■ Task:
Every entry below is to be retyped exactly as it stands.

■ Saved data entries:
########

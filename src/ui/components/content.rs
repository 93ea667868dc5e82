//! Expanded-content model for branch items.
//!
//! Callers describe what an expanded item shows as a small tree of
//! [`ContentNode`]s. The tree is classified into an inline shape (one flowed
//! paragraph) or a block shape (a vertical stack of independently wrapped
//! children) before rendering.

use ratatui::{
    style::{Modifier, Style},
    text::Span,
};

use super::theme::ThemeTokens;

/// Inline emphasis wrappers.
#[derive(Debug, Clone, Copy, PartialEq, Eq)]
pub enum Emphasis {
    Bold,
    Italic,
    Dim,
    Code,
}

impl Emphasis {
    fn apply(self, style: Style, theme: &ThemeTokens) -> Style {
        match self {
            Emphasis::Bold => style.add_modifier(Modifier::BOLD),
            Emphasis::Italic => style.add_modifier(Modifier::ITALIC),
            Emphasis::Dim => style.add_modifier(Modifier::DIM),
            Emphasis::Code => style.fg(theme.accent_warning),
        }
    }
}

#[derive(Debug, Clone, PartialEq, Eq, Default)]
pub enum ContentNode {
    /// Renders as nothing
    #[default]
    Empty,
    Text(String),
    /// Emphasis applied to a run of children
    Emphasis(Emphasis, Vec<ContentNode>),
    /// Children flowed together on the same line(s)
    Inline(Vec<ContentNode>),
    /// Children stacked vertically, each wrapped on its own
    Block(Vec<ContentNode>),
}

/// How a node will be rendered.
#[derive(Debug, Clone, Copy, PartialEq, Eq)]
pub enum ContentShape {
    Empty,
    InlineText,
    Block,
}

impl From<&str> for ContentNode {
    fn from(text: &str) -> Self {
        ContentNode::Text(text.to_string())
    }
}

impl From<String> for ContentNode {
    fn from(text: String) -> Self {
        ContentNode::Text(text)
    }
}

impl ContentNode {
    pub fn text(text: impl Into<String>) -> Self {
        ContentNode::Text(text.into())
    }

    pub fn bold(text: impl Into<String>) -> Self {
        ContentNode::Emphasis(Emphasis::Bold, vec![Self::text(text)])
    }

    pub fn italic(text: impl Into<String>) -> Self {
        ContentNode::Emphasis(Emphasis::Italic, vec![Self::text(text)])
    }

    pub fn code(text: impl Into<String>) -> Self {
        ContentNode::Emphasis(Emphasis::Code, vec![Self::text(text)])
    }

    pub fn inline(children: impl IntoIterator<Item = ContentNode>) -> Self {
        ContentNode::Inline(children.into_iter().collect())
    }

    pub fn block(children: impl IntoIterator<Item = ContentNode>) -> Self {
        ContentNode::Block(children.into_iter().collect())
    }

    /// True when the node would draw nothing at all.
    pub fn is_empty(&self) -> bool {
        match self {
            ContentNode::Empty => true,
            ContentNode::Text(text) => text.is_empty(),
            ContentNode::Emphasis(_, children)
            | ContentNode::Inline(children)
            | ContentNode::Block(children) => children.iter().all(ContentNode::is_empty),
        }
    }

    /// Text and inline wrappers whose children are themselves inline.
    fn is_inline(&self) -> bool {
        match self {
            ContentNode::Empty | ContentNode::Text(_) => true,
            ContentNode::Emphasis(_, children) | ContentNode::Inline(children) => {
                children.iter().all(ContentNode::is_inline)
            }
            ContentNode::Block(_) => false,
        }
    }

    /// Classify the node. Anything that is not purely inline renders as a
    /// block, including inline wrappers that smuggle in block children.
    pub fn shape(&self) -> ContentShape {
        if self.is_empty() {
            ContentShape::Empty
        } else if self.is_inline() {
            ContentShape::InlineText
        } else {
            ContentShape::Block
        }
    }

    /// Children to stack when rendering along the block path. Empty children
    /// are skipped; a non-container node is its own single child.
    pub fn block_children(&self) -> Vec<&ContentNode> {
        match self {
            ContentNode::Emphasis(_, children)
            | ContentNode::Inline(children)
            | ContentNode::Block(children) => children.iter().filter(|c| !c.is_empty()).collect(),
            ContentNode::Text(_) => vec![self],
            ContentNode::Empty => Vec::new(),
        }
    }

    /// Flatten to styled spans. Block children are flattened in order; callers
    /// only use this for inline-shaped nodes.
    pub fn inline_spans(&self, base: Style, theme: &ThemeTokens) -> Vec<Span<'static>> {
        let mut spans = Vec::new();
        self.collect_spans(base, theme, &mut spans);
        spans
    }

    fn collect_spans(&self, style: Style, theme: &ThemeTokens, out: &mut Vec<Span<'static>>) {
        match self {
            ContentNode::Empty => {}
            ContentNode::Text(text) => {
                if !text.is_empty() {
                    out.push(Span::styled(text.clone(), style));
                }
            }
            ContentNode::Emphasis(emphasis, children) => {
                let style = emphasis.apply(style, theme);
                for child in children {
                    child.collect_spans(style, theme, out);
                }
            }
            ContentNode::Inline(children) | ContentNode::Block(children) => {
                for child in children {
                    child.collect_spans(style, theme, out);
                }
            }
        }
    }

    /// Plain text with styling dropped.
    pub fn plain_text(&self) -> String {
        self.inline_spans(Style::default(), &ThemeTokens::default())
            .iter()
            .map(|span| span.content.as_ref())
            .collect()
    }
}
mod settings;

pub use settings::{BranchConfig, Config, ConfigError, EXAMPLE_CONFIG};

########

■ Result of the task:
filename src/ui/components/content.rs
repository 93ea667868dc5e82
//! Expanded-content model for branch items.
//!
//! Callers describe what an expanded item shows as a small tree of
//! [`ContentNode`]s. The tree is classified into an inline shape (one flowed
//! paragraph) or a block shape (a vertical stack of independently wrapped
//! children) before rendering.

use ratatui::{
    style::{Modifier, Style},
    text::Span,
};

use super::theme::ThemeTokens;

/// Inline emphasis wrappers.
#[derive(Debug, Clone, Copy, PartialEq, Eq)]
pub enum Emphasis {
    Bold,
    Italic,
    Dim,
    Code,
}

impl Emphasis {
    fn apply(self, style: Style, theme: &ThemeTokens) -> Style {
        match self {
            Emphasis::Bold => style.add_modifier(Modifier::BOLD),
            Emphasis::Italic => style.add_modifier(Modifier::ITALIC),
            Emphasis::Dim => style.add_modifier(Modifier::DIM),
            Emphasis::Code => style.fg(theme.accent_warning),
        }
    }
}

#[derive(Debug, Clone, PartialEq, Eq, Default)]
pub enum ContentNode {
    /// Renders as nothing
    #[default]
    Empty,
    Text(String),
    /// Emphasis applied to a run of children
    Emphasis(Emphasis, Vec<ContentNode>),
    /// Children flowed together on the same line(s)
    Inline(Vec<ContentNode>),
    /// Children stacked vertically, each wrapped on its own
    Block(Vec<ContentNode>),
}

/// How a node will be rendered.
#[derive(Debug, Clone, Copy, PartialEq, Eq)]
pub enum ContentShape {
    Empty,
    InlineText,
    Block,
}

impl From<&str> for ContentNode {
    fn from(text: &str) -> Self {
        ContentNode::Text(text.to_string())
    }
}

impl From<String> for ContentNode {
    fn from(text: String) -> Self {
        ContentNode::Text(text)
    }
}

impl ContentNode {
    pub fn text(text: impl Into<String>) -> Self {
        ContentNode::Text(text.into())
    }

    pub fn bold(text: impl Into<String>) -> Self {
        ContentNode::Emphasis(Emphasis::Bold, vec![Self::text(text)])
    }

    pub fn italic(text: impl Into<String>) -> Self {
        ContentNode::Emphasis(Emphasis::Italic, vec![Self::text(text)])
    }

    pub fn code(text: impl Into<String>) -> Self {
        ContentNode::Emphasis(Emphasis::Code, vec![Self::text(text)])
    }

    pub fn inline(children: impl IntoIterator<Item = ContentNode>) -> Self {
        ContentNode::Inline(children.into_iter().collect())
    }

    pub fn block(children: impl IntoIterator<Item = ContentNode>) -> Self {
        ContentNode::Block(children.into_iter().collect())
    }

    /// True when the node would draw nothing at all.
    pub fn is_empty(&self) -> bool {
        match self {
            ContentNode::Empty => true,
            ContentNode::Text(text) => text.is_empty(),
            ContentNode::Emphasis(_, children)
            | ContentNode::Inline(children)
            | ContentNode::Block(children) => children.iter().all(ContentNode::is_empty),
        }
    }

    /// Text and inline wrappers whose children are themselves inline.
    fn is_inline(&self) -> bool {
        match self {
            ContentNode::Empty | ContentNode::Text(_) => true,
            ContentNode::Emphasis(_, children) | ContentNode::Inline(children) => {
                children.iter().all(ContentNode::is_inline)
            }
            ContentNode::Block(_) => false,
        }
    }

    /// Classify the node. Anything that is not purely inline renders as a
    /// block, including inline wrappers that smuggle in block children.
    pub fn shape(&self) -> ContentShape {
        if self.is_empty() {
            ContentShape::Empty
        } else if self.is_inline() {
            ContentShape::InlineText
        } else {
            ContentShape::Block
        }
    }

    /// Children to stack when rendering along the block path. Empty children
    /// are skipped; a non-container node is its own single child.
    pub fn block_children(&self) -> Vec<&ContentNode> {
        match self {
            ContentNode::Emphasis(_, children)
            | ContentNode::Inline(children)
            | ContentNode::Block(children) => children.iter().filter(|c| !c.is_empty()).collect(),
            ContentNode::Text(_) => vec![self],
            ContentNode::Empty => Vec::new(),
        }
    }

    /// Flatten to styled spans. Block children are flattened in order; callers
    /// only use this for inline-shaped nodes.
    pub fn inline_spans(&self, base: Style, theme: &ThemeTokens) -> Vec<Span<'static>> {
        let mut spans = Vec::new();
        self.collect_spans(base, theme, &mut spans);
        spans
    }

    fn collect_spans(&self, style: Style, theme: &ThemeTokens, out: &mut Vec<Span<'static>>) {
        match self {
            ContentNode::Empty => {}
            ContentNode::Text(text) => {
                if !text.is_empty() {
                    out.push(Span::styled(text.clone(), style));
                }
            }
            ContentNode::Emphasis(emphasis, children) => {
                let style = emphasis.apply(style, theme);
                for child in children {
                    child.collect_spans(style, theme, out);
                }
            }
            ContentNode::Inline(children) | ContentNode::Block(children) => {
                for child in children {
                    child.collect_spans(style, theme, out);
                }
            }
        }
    }

    /// Plain text with styling dropped.
    pub fn plain_text(&self) -> String {
        self.inline_spans(Style::default(), &ThemeTokens::default())
            .iter()
            .map(|span| span.content.as_ref())
            .collect()
    }
}
mod settings;

pub use settings::{BranchConfig, Config, ConfigError, EXAMPLE_CONFIG};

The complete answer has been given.